#### EXERCISE:
When you reach the line containing "use super::*;" in the entries below, start writing out each line exactly, and stop after the line containing "1, 10), Value::Integer(10));".

---+---

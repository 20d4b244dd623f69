use serde::{Deserialize, Serialize};
use std::collections::BTreeSet;

/// Undirected adjacency between two display names
///
/// The pair is stored sorted, so `(A, B)` and `(B, A)` are the same edge.
#[derive(Debug, Clone, PartialEq, Eq, PartialOrd, Ord, Hash, Serialize, Deserialize)]
#[serde(from = "(String, String)", into = "(String, String)")]
pub struct TopologyEdge(String, String);

impl From<(String, String)> for TopologyEdge {
    fn from((a, b): (String, String)) -> Self {
        Self::new(a, b)
    }
}

impl From<TopologyEdge> for (String, String) {
    fn from(edge: TopologyEdge) -> Self {
        (edge.0, edge.1)
    }
}

impl TopologyEdge {
    pub fn new(a: impl Into<String>, b: impl Into<String>) -> Self {
        let (a, b) = (a.into(), b.into());
        if a <= b { Self(a, b) } else { Self(b, a) }
    }

    pub fn endpoints(&self) -> (&str, &str) {
        (&self.0, &self.1)
    }

    pub fn is_self_loop(&self) -> bool {
        self.0 == self.1
    }

    pub fn touches(&self, name: &str) -> bool {
        self.0 == name || self.1 == name
    }
}

/// Deduplicated set of edges, serialized as a list of two-name lists
///
/// Loading goes through [`TopologySnapshot::insert`], so stored files with
/// unsorted pairs or self-loops come back canonical.
#[derive(Debug, Clone, Default, PartialEq, Eq, Serialize, Deserialize)]
#[serde(from = "Vec<TopologyEdge>", into = "Vec<TopologyEdge>")]
pub struct TopologySnapshot {
    edges: BTreeSet<TopologyEdge>,
}

impl TopologySnapshot {
    pub fn new() -> Self {
        Self::default()
    }

    /// Adds an edge; self-loops are rejected. Returns true if the edge was new
    pub fn insert(&mut self, edge: TopologyEdge) -> bool {
        if edge.is_self_loop() {
            return false;
        }
        self.edges.insert(edge)
    }

    pub fn contains(&self, a: &str, b: &str) -> bool {
        self.edges.contains(&TopologyEdge::new(a, b))
    }

    pub fn len(&self) -> usize {
        self.edges.len()
    }

    pub fn is_empty(&self) -> bool {
        self.edges.is_empty()
    }

    pub fn iter(&self) -> impl Iterator<Item = &TopologyEdge> {
        self.edges.iter()
    }
}

impl FromIterator<TopologyEdge> for TopologySnapshot {
    fn from_iter<I: IntoIterator<Item = TopologyEdge>>(iter: I) -> Self {
        let mut snapshot = TopologySnapshot::new();
        for edge in iter {
            snapshot.insert(edge);
        }
        snapshot
    }
}

impl From<Vec<TopologyEdge>> for TopologySnapshot {
    fn from(edges: Vec<TopologyEdge>) -> Self {
        edges.into_iter().collect()
    }
}

impl From<TopologySnapshot> for Vec<TopologyEdge> {
    fn from(snapshot: TopologySnapshot) -> Self {
        snapshot.edges.into_iter().collect()
    }
}
//! In-process agents for exercising the query layer without a network
//!
//! A [`MemoryAgent`] answers GET and GETNEXT from an ordered oid table, and a
//! [`MemoryNetwork`] maps device addresses to agents so discovery and
//! monitoring can run against a scripted fleet.

use async_snmp::{Oid, Value, VarBind};
use async_trait::async_trait;
use std::collections::{BTreeMap, HashMap};
use std::ops::Bound;
use std::sync::atomic::{AtomicUsize, Ordering};
use std::sync::{Arc, Mutex, MutexGuard};
use std::time::Duration;

use super::client::{Connector, RetryPolicy, SnmpClient};
use super::errors::{Result, SnmpError};
use super::session::SnmpSession;
use crate::models::DeviceDescriptor;

/// Rows keyed by arc sequence, so iteration follows lexicographic oid order
type Table = BTreeMap<Vec<u32>, (Oid, Value)>;

#[derive(Debug, Default)]
pub struct MemoryAgent {
    name: String,
    table: Mutex<Table>,
    requests: AtomicUsize,
}

impl MemoryAgent {
    pub fn new(name: impl Into<String>) -> Self {
        Self {
            name: name.into(),
            ..Self::default()
        }
    }

    /// Builder form of [`set`](Self::set)
    pub fn with(self, oid: Oid, value: Value) -> Self {
        self.set(oid, value);
        self
    }

    pub fn set(&self, oid: Oid, value: Value) {
        self.table().insert(oid.arcs().to_vec(), (oid, value));
    }

    pub fn remove(&self, oid: &Oid) -> Option<Value> {
        self.table().remove(oid.arcs()).map(|(_, value)| value)
    }

    /// Number of requests answered so far
    pub fn request_count(&self) -> usize {
        self.requests.load(Ordering::Relaxed)
    }

    fn table(&self) -> MutexGuard<'_, Table> {
        // A poisoned table still holds consistent entries
        self.table.lock().unwrap_or_else(|e| e.into_inner())
    }
}

#[async_trait]
impl SnmpSession for MemoryAgent {
    async fn get(&self, oid: &Oid) -> Result<VarBind> {
        self.requests.fetch_add(1, Ordering::Relaxed);
        let value = match self.table().get(oid.arcs()) {
            Some((_, value)) => value.clone(),
            None => Value::NoSuchInstance,
        };
        Ok(VarBind::new(oid.clone(), value))
    }

    async fn get_next(&self, oid: &Oid) -> Result<VarBind> {
        self.requests.fetch_add(1, Ordering::Relaxed);
        let table = self.table();
        let next = table
            .range::<[u32], _>((Bound::Excluded(oid.arcs()), Bound::Unbounded))
            .next();
        Ok(match next {
            Some((_, (next_oid, value))) => VarBind::new(next_oid.clone(), value.clone()),
            None => VarBind::new(oid.clone(), Value::EndOfMibView),
        })
    }

    fn target(&self) -> String {
        format!("memory:{}", self.name)
    }
}

/// Session for an address nobody answers on
#[derive(Debug)]
struct Unreachable {
    address: String,
}

impl Unreachable {
    fn timeout(&self) -> SnmpError {
        SnmpError::Timeout {
            target: self.target(),
            timeout: Duration::ZERO,
        }
    }
}

#[async_trait]
impl SnmpSession for Unreachable {
    async fn get(&self, _oid: &Oid) -> Result<VarBind> {
        Err(self.timeout())
    }

    async fn get_next(&self, _oid: &Oid) -> Result<VarBind> {
        Err(self.timeout())
    }

    fn target(&self) -> String {
        format!("memory:{}", self.address)
    }
}

/// Address-to-agent map acting as a [`Connector`]
#[derive(Debug, Default, Clone)]
pub struct MemoryNetwork {
    agents: Arc<Mutex<HashMap<String, Arc<MemoryAgent>>>>,
    retry: RetryPolicy,
}

impl MemoryNetwork {
    pub fn new() -> Self {
        Self::default()
    }

    pub fn add(&self, address: impl Into<String>, agent: MemoryAgent) -> Arc<MemoryAgent> {
        let agent = Arc::new(agent);
        self.agents
            .lock()
            .unwrap_or_else(|e| e.into_inner())
            .insert(address.into(), agent.clone());
        agent
    }

    /// Takes an address off the network; later connections time out
    pub fn remove(&self, address: &str) -> Option<Arc<MemoryAgent>> {
        self.agents
            .lock()
            .unwrap_or_else(|e| e.into_inner())
            .remove(address)
    }

    pub fn agent(&self, address: &str) -> Option<Arc<MemoryAgent>> {
        self.agents
            .lock()
            .unwrap_or_else(|e| e.into_inner())
            .get(address)
            .cloned()
    }
}

impl Connector for MemoryNetwork {
    fn connect(&self, device: &DeviceDescriptor) -> SnmpClient {
        let session: Arc<dyn SnmpSession> = match self.agent(&device.address) {
            Some(agent) => agent,
            None => Arc::new(Unreachable {
                address: device.address.clone(),
            }),
        };
        SnmpClient::new(session).with_retry(self.retry)
    }
}

#[cfg(test)]
mod tests {
    use super::*;
    use async_snmp::oid;

    #[tokio::test]
    async fn test_get_next_walks_in_order() {
        let agent = MemoryAgent::new("R1")
            .with(oid!(1, 3, 6, 1, 2), Value::Integer(2))
            .with(oid!(1, 3, 6, 1, 1), Value::Integer(1))
            .with(oid!(1, 3, 6, 1, 10), Value::Integer(10));

        let first = agent.get_next(&oid!(1, 3, 6)).await.unwrap();
        assert_eq!(first.oid, oid!(1, 3, 6, 1, 1));

        // Arc order, not text order: .2 comes before .10
        let second = agent.get_next(&first.oid).await.unwrap();
        assert_eq!(second.oid, oid!(1, 3, 6, 1, 2));

        let end = agent.get_next(&oid!(1, 3, 6, 1, 10)).await.unwrap();
        assert_eq!(end.value, Value::EndOfMibView);
        assert_eq!(agent.request_count(), 3);
    }

    #[tokio::test]
    async fn test_get_missing_is_no_such_instance() {
        let agent = MemoryAgent::new("R1");
        let answer = agent.get(&oid!(1, 3, 6, 1, 2, 1, 1, 5, 0)).await.unwrap();
        assert_eq!(answer.value, Value::NoSuchInstance);
    }

    #[tokio::test]
    async fn test_network_unknown_address_times_out() {
        let network = MemoryNetwork::new();
        network.add("10.0.0.1", MemoryAgent::new("R1"));

        let reachable = network.connect(&DeviceDescriptor::new("10.0.0.1", "R1"));
        assert!(reachable.try_walk(&oid!(1, 3, 6, 1)).await.is_ok());

        let missing = network.connect(&DeviceDescriptor::new("10.0.0.9", "R9"));
        assert!(missing.try_walk(&oid!(1, 3, 6, 1)).await.is_err());
    }
}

---+---

#### SOLUTION BELOW:
    use super::*;
    use async_snmp::oid;

    #[tokio::test]
    async fn test_get_next_walks_in_order() {
        let agent = MemoryAgent::new("R1")
            .with(oid!(1, 3, 6, 1, 2), Value::Integer(2))
            .with(oid!(1, 3, 6, 1, 1), Value::Integer(1))
            .with(oid!(1, 3, 6, 1, 10), Value::Integer(10));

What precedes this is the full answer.